I «tagli» si abbattono sulle fasce più deboli

Antonella Aldrighetti

A otto mesi dall’insediamento della giunta regionale il vero debutto, per gli ulivisti, è quello di questi giorni: l’appuntamento con il varo della Finanziaria 2006. Accapigliamenti a parte, dalle scomposte file che compongono la maggioranza di sinistra, arriva un’amara sorpresa. Sì, amara e dolorosa per tutti i cosiddetti soggetti svantaggiati perché, tra tutte le poste di bilancio, quelle su cui la scure della giunta Marrazzo s’è fatta sentire di più riguardano proprio i capitoli socio-sanitari.
Sarebbe lo scotto da pagare sul presunto deficit sanitario che, la giunta dell’ex teledifensore civico di Mi Manda RaiTre non perde un giorno per rivendicare? Già, questo scotto lo pagheranno di tasca propria i cittadini più deboli del Lazio. I tagli più profondi di questa Finanziaria calano sulle politiche per le famiglie in difficoltà, su anziani, trapiantati, campagne di promozione per la raccolta del sangue, assistenza, ricerca e riabilitazione motoria. Tutti servizi su cui i cittadini fino a oggi, potevano contare. Da adesso in poi, un po’ meno.
Ma soltanto entrando nei dettagli dei capitoli di bilancio si può riuscire a capire a quanto ammonta quel segno «meno». La posta riguardante la raccolta del sangue è stato dimezzata: la giunta di centrodestra per il 2005 aveva inserito oltre 2 milioni e 700mila euro, la giunta di Piero Marrazzo, appena 1 milione e 250mila.
Curioso che, invece, proprio il 9 ottobre scorso, tanto per citare una dichiarazione, l’assessore alla Sanità Augusto Battaglia, aveva affermato: «Stiamo creando le condizioni per raggiungere l’autosufficienza nelle scorte di sangue». Ma quali che siano ancora non è dato sapere. Quanto agli interventi a sostegno della famiglia siamo a meno 12,5 per cento di stanziamenti: pari a 300mila euro rispetto all’amministrazione Storace.
Anche i contributi ai comuni del Lazio per le emergenze socioassistenziali hanno subito una «sforbiciata»: addirittura meno 200mila euro. Ma qui arriva il bello (si fa per dire). I rimborsi spese a favore dei pazienti in attesa di trapianto o trapiantati sono stati azzerati. Mentre fino allo scorso anno, sotto la giunta Storace, ammontavano a 500mila euro.
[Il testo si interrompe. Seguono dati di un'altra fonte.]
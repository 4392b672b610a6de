//! Length-prefixed JSON framing
//!
//! Every message in either direction is a 4-byte unsigned little-endian
//! length followed by that many bytes of UTF-8 JSON.

use serde_json::Value;
use tokio::io::{AsyncRead, AsyncReadExt, AsyncWrite, AsyncWriteExt};

use sdk::errors::EngineError;

/// Size of the length prefix in bytes
pub const LENGTH_PREFIX_BYTES: usize = 4;

/// Frames larger than this are treated as a corrupt stream
pub const MAX_FRAME_BYTES: usize = 512 * 1024 * 1024;

/// Encode a JSON payload as a complete wire frame
pub fn encode(payload: &Value) -> Result<Vec<u8>, EngineError> {
    let body = serde_json::to_vec(payload)?;
    let len = u32::try_from(body.len()).map_err(|_| {
        EngineError::InvalidActionFormat(format!("payload of {} bytes is too large", body.len()))
    })?;

    let mut frame = Vec::with_capacity(LENGTH_PREFIX_BYTES + body.len());
    frame.extend_from_slice(&len.to_le_bytes());
    frame.extend_from_slice(&body);
    Ok(frame)
}

/// Write an already encoded frame and flush it
pub async fn write_frame<W>(writer: &mut W, frame: &[u8]) -> std::io::Result<()>
where
    W: AsyncWrite + Unpin,
{
    writer.write_all(frame).await?;
    writer.flush().await
}

/// Read one frame body.
///
/// Returns `Ok(None)` when the peer closed the stream cleanly before a new
/// length prefix started. Short reads are retried until the full body has
/// arrived.
pub async fn read_frame<R>(reader: &mut R) -> std::io::Result<Option<Vec<u8>>>
where
    R: AsyncRead + Unpin,
{
    let mut prefix = [0u8; LENGTH_PREFIX_BYTES];
    match reader.read_exact(&mut prefix).await {
        Ok(_) => {}
        Err(e) if e.kind() == std::io::ErrorKind::UnexpectedEof => return Ok(None),
        Err(e) => return Err(e),
    }

    let len = u32::from_le_bytes(prefix) as usize;
    if len > MAX_FRAME_BYTES {
        return Err(std::io::Error::new(
            std::io::ErrorKind::InvalidData,
            format!("frame length {} exceeds limit", len),
        ));
    }

    let mut body = vec![0u8; len];
    reader.read_exact(&mut body).await?;
    Ok(Some(body))
}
I fondi per l’assistenza continuativa integrata e per la neuroriabilitazione, progetto correlato agli Istituti fisioterapici ospedalieri, sono stati azzerati. C’erano 200mila euro. Stessa sorte per la ricerca sulle neuroscienze: fino allo scorso anno il piano forniva 500mila euro. Numeri che tracciano un panorama critico e che dopo un’analisi attenta inducono il capogruppo della Lista Storace, Fabio Desideri a sottolineare che «ormai per le politiche sociali è scoccata l’ora del De profundis perché tra tutte le iniziative finanziarie la chicca finale è rappresentata dalle misure di sostegno al reddito dei soggetti svantaggiati. Quella della Carta Senior, che molte Regioni invidiavano al Lazio perché permettevano di viaggiare gratis sui mezzi pubblici e ottenere sconti tra il 5 e il 10 per cento nei negozi convenzionati». Che fine ha fatto?
«Marrazzo ha scritto zero sulla riga del relativo capitolo di bilancio - fa notare Desideri - con Storace i fondi ammontavano a 14 milioni e 500mila euro e pure il progetto per la prevenzione dell’isolamento sociale degli anziani del centro storico di Roma è stato definanziato».
La discussione alla Pisana del documento sulla finanziaria partirà il primo febbraio e l’opposizione è già al lavoro per la presentazione di una valanga di emendamenti.